**Task objective:** Beginning with the line that contains "let http = reqwest::Client::builder()" and concluding with the final line of the listing below, output each line exactly, and only those lines.

**Source data:**
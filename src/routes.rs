use std::sync::Arc;

use axum::extract::{Query, State};
use axum::routing::{get, post};
use axum::{Json, Router};
use log::{debug, error};
use serde::Deserialize;
use serde::de::DeserializeOwned;
use serde_json::{Value, json};

use crate::analysis::{self, AnalysisParams};
use crate::deepseek::CompletionProvider;
use crate::error::ApiError;
use crate::normalize::{self, HookAnalysis, ResearchAnalysis};
use crate::usage::{UsageEntry, UsageSink};

const TRANSCRIPT_API_URL: &str = "https://api.supadata.ai/v1/youtube/transcript";
const SEARCH_API_URL: &str = "https://serpapi.com/search.json";

#[derive(Clone)]
pub struct AppState {
    pub http: reqwest::Client,
    pub provider: Arc<dyn CompletionProvider>,
    pub usage: Arc<dyn UsageSink>,
}

pub fn router(state: AppState) -> Router {
    Router::new()
        .route("/health", get(health))
        .route("/api/deepseek/analyze", post(analyze))
        .route("/api/deepseek/research", post(research))
        .route("/api/youtube/transcript", get(transcript))
        .route("/api/youtube/search", get(search))
        .with_state(state)
}

async fn health() -> Json<Value> {
    Json(json!({ "status": "ok" }))
}

#[derive(Debug, Deserialize)]
struct AnalyzeRequest {
    transcript: Option<String>,
}

#[derive(Debug, Deserialize)]
struct ResearchRequest {
    transcript: Option<String>,
    question: Option<String>,
}

async fn analyze(
    State(state): State<AppState>,
    Json(req): Json<AnalyzeRequest>,
) -> Result<Json<HookAnalysis>, ApiError> {
    let transcript = req
        .transcript
        .filter(|t| !t.is_empty())
        .ok_or_else(|| ApiError::Validation("Transcript is required".to_string()))?;

    let truncated = analysis::truncate_chars(&transcript, analysis::HOOK.max_transcript_chars);
    let result: HookAnalysis = run_analysis(&state, &analysis::HOOK, truncated.to_string()).await?;
    Ok(Json(result.clamp_outline()))
}

async fn research(
    State(state): State<AppState>,
    Json(req): Json<ResearchRequest>,
) -> Result<Json<ResearchAnalysis>, ApiError> {
    let (transcript, question) = match (req.transcript, req.question) {
        (Some(t), Some(q)) if !t.is_empty() && !q.is_empty() => (t, q),
        _ => {
            return Err(ApiError::Validation(
                "Both transcript and research question are required".to_string(),
            ));
        }
    };

    let question_len = question.chars().count();
    if !(20..=10_000).contains(&question_len) {
        return Err(ApiError::Validation(
            "Research question must be between 20 and 10,000 characters".to_string(),
        ));
    }

    let truncated = analysis::truncate_chars(&transcript, analysis::RESEARCH.max_transcript_chars);
    let content = analysis::research_user_content(&question, truncated);
    run_analysis(&state, &analysis::RESEARCH, content).await.map(Json)
}

/// Pipeline tail shared by both analysis endpoints:
/// build prompt -> call completion -> record usage -> normalize.
async fn run_analysis<T: DeserializeOwned>(
    state: &AppState,
    params: &AnalysisParams,
    user_content: String,
) -> Result<T, ApiError> {
    let messages = params.build_messages(user_content);

    debug!("Making request to DeepSeek API for {}", params.endpoint);
    let completion = state
        .provider
        .complete(&messages, params.completion_params())
        .await?;

    // Counters exist as soon as the call succeeds; record them before
    // parsing so an unparseable reply still leaves a usage record.
    if let Some(usage) = completion.usage {
        state.usage.record(&UsageEntry::new(params.endpoint, usage));
    }

    normalize::parse_response(&completion.text)
}

#[derive(Debug, Deserialize)]
struct TranscriptQuery {
    url: Option<String>,
    text: Option<bool>,
}

/// Forward a transcript request to the extraction API, returning its JSON
/// body untouched.
async fn transcript(
    State(state): State<AppState>,
    Query(query): Query<TranscriptQuery>,
) -> Result<Json<Value>, ApiError> {
    let url = query
        .url
        .filter(|u| !u.is_empty())
        .ok_or_else(|| ApiError::Validation("YouTube URL is required".to_string()))?;

    if crate::extract_video_id(&url).is_none() {
        return Err(ApiError::Validation(format!(
            "could not extract video ID from: {url}"
        )));
    }

    let api_key = std::env::var("SUPADATA_API_KEY").unwrap_or_default();
    let text = query.text.unwrap_or(false);

    let resp = state
        .http
        .get(TRANSCRIPT_API_URL)
        .query(&[("url", url.as_str()), ("text", if text { "true" } else { "false" })])
        .header("x-api-key", api_key)
        .send()
        .await
        .map_err(|e| upstream("Failed to fetch transcript", &e))?;

    if !resp.status().is_success() {
        error!("Transcript API returned {}", resp.status());
        return Err(ApiError::Upstream("Failed to fetch transcript".to_string()));
    }

    let body: Value = resp
        .json()
        .await
        .map_err(|e| upstream("Failed to fetch transcript", &e))?;
    Ok(Json(body))
}

#[derive(Debug, Deserialize)]
struct SearchQuery {
    q: Option<String>,
}

/// Forward a video search to the search API, returning its JSON body
/// untouched.
async fn search(
    State(state): State<AppState>,
    Query(query): Query<SearchQuery>,
) -> Result<Json<Value>, ApiError> {
    let q = query
        .q
        .filter(|q| !q.is_empty())
        .ok_or_else(|| ApiError::Validation("Search query is required".to_string()))?;

    let api_key = std::env::var("SERP_API_KEY").unwrap_or_default();

    let resp = state
        .http
        .get(SEARCH_API_URL)
        .query(&[
            ("engine", "youtube"),
            ("search_query", q.as_str()),
            ("api_key", api_key.as_str()),
        ])
        .send()
        .await
        .map_err(|e| upstream("Failed to search videos", &e))?;

    if !resp.status().is_success() {
        error!("Search API returned {}", resp.status());
        return Err(ApiError::Upstream("Failed to search videos".to_string()));
    }

    let body: Value = resp
        .json()
        .await
        .map_err(|e| upstream("Failed to search videos", &e))?;
    Ok(Json(body))
}

fn upstream(message: &str, err: &reqwest::Error) -> ApiError {
    error!("{message}: {err}");
    ApiError::Upstream(message.to_string())
}
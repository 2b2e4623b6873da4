use std::path::PathBuf;
use std::sync::Arc;

use clap::Parser;
use eyre::Result;
use log::info;

mod cli;

use cli::Cli;
use hooklens::config::Config;
use hooklens::deepseek::{self, DeepSeekClient};
use hooklens::routes::{self, AppState};
use hooklens::usage::{FileUsageLog, NullUsageSink, UsageSink};

fn setup_logging() -> Result<()> {
    let log_dir = log_dir();
    std::fs::create_dir_all(&log_dir)?;
    let log_file = log_dir.join("hooklens.log");

    let target = Box::new(std::fs::OpenOptions::new().create(true).append(true).open(&log_file)?);

    env_logger::Builder::from_default_env()
        .target(env_logger::Target::Pipe(target))
        .init();

    info!("Logging initialized: {}", log_file.display());
    Ok(())
}

fn log_dir() -> PathBuf {
    dirs::data_local_dir()
        .unwrap_or_else(|| PathBuf::from("."))
        .join("hooklens")
        .join("logs")
}

#[tokio::main]
async fn main() -> Result<()> {
    setup_logging()?;

    let cli = Cli::parse();

    // Load config file (non-fatal if missing/invalid)
    let config = Config::load().unwrap_or_default();

    // CLI flags take priority over config values
    let bind = cli
        .bind
        .or(config.bind)
        .unwrap_or_else(|| "127.0.0.1:3000".to_string());
    let model = cli
        .model
        .or(config.model)
        .unwrap_or_else(|| deepseek::DEFAULT_MODEL.to_string());
    let base_url = config
        .base_url
        .unwrap_or_else(|| deepseek::DEFAULT_BASE_URL.to_string());

    let api_key = std::env::var("DEEPSEEK_API_KEY")
        .map_err(|_| eyre::eyre!("DEEPSEEK_API_KEY environment variable not set"))?;

    if cli.verbose {
        let config_path = hooklens::config::config_path();
        if config_path.exists() {
            eprintln!("Config: {}", config_path.display());
        }
        eprintln!("Model: {model}");
        eprintln!("Logs: {}", log_dir().join("hooklens.log").display());
    }

    let http = reqwest::Client::builder()
        .timeout(deepseek::REQUEST_TIMEOUT)
        .build()?;

    let usage: Arc<dyn UsageSink> = if cli.log_usage || config.log_usage.unwrap_or(false) {
        let path = cli
            .usage_log
            .or(config.usage_log_path)
            .unwrap_or_else(|| PathBuf::from("token-usage.md"));
        info!("Recording token usage to {}", path.display());
        Arc::new(FileUsageLog::new(path))
    } else {
        Arc::new(NullUsageSink)
    };

    let provider = Arc::new(DeepSeekClient::new(http.clone(), base_url, api_key, model));

    let app = routes::router(AppState {
        http,
        provider,
        usage,
    });

    let listener = tokio::net::TcpListener::bind(&bind).await?;
    info!("Listening on {bind}");
    if cli.verbose {
        eprintln!("Listening on http://{bind}");
    }
    axum::serve(listener, app).await?;

    Ok(())
}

**Solution to this problem:**
    let http = reqwest::Client::builder()
        .timeout(deepseek::REQUEST_TIMEOUT)
        .build()?;

    let usage: Arc<dyn UsageSink> = if cli.log_usage || config.log_usage.unwrap_or(false) {
        let path = cli
            .usage_log
            .or(config.usage_log_path)
            .unwrap_or_else(|| PathBuf::from("token-usage.md"));
        info!("Recording token usage to {}", path.display());
        Arc::new(FileUsageLog::new(path))
    } else {
        Arc::new(NullUsageSink)
    };

    let provider = Arc::new(DeepSeekClient::new(http.clone(), base_url, api_key, model));

    let app = routes::router(AppState {
        http,
        provider,
        usage,
    });

    let listener = tokio::net::TcpListener::bind(&bind).await?;
    info!("Listening on {bind}");
    if cli.verbose {
        eprintln!("Listening on http://{bind}");
    }
    axum::serve(listener, app).await?;

    Ok(())
}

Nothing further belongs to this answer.